What the exercise asks: In the records below, find each line holding the word "MergePolicy" and copy it.

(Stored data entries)
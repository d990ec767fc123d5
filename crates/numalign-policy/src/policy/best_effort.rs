use numalign_core::{AdmissionResult, NumaNodes, PolicyKind, TopologyHint};
use tracing::debug;

use super::{MergePolicy, merge_providers};
use crate::provider::ProviderHints;

/// Merge every permutation and always admit.
///
/// The best hint is advisory: resource managers use it as a placement
/// preference when allocating.
#[derive(Debug, Clone)]
pub struct BestEffortPolicy {
    nodes: NumaNodes,
}

impl BestEffortPolicy {
    pub fn new(nodes: NumaNodes) -> Self {
        Self { nodes }
    }
}

impl MergePolicy for BestEffortPolicy {
    fn name(&self) -> &'static str {
        PolicyKind::BestEffort.name()
    }

    fn merge(&self, providers: &[ProviderHints]) -> (TopologyHint, AdmissionResult) {
        let (_, outcome) = merge_providers(&self.nodes, providers, |_| true);
        debug!(policy = self.name(), best = %outcome.best, "admitting pod");
        (outcome.best, AdmissionResult::admit())
    }
}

Reply:
use super::{MergePolicy, merge_providers};
impl MergePolicy for BestEffortPolicy {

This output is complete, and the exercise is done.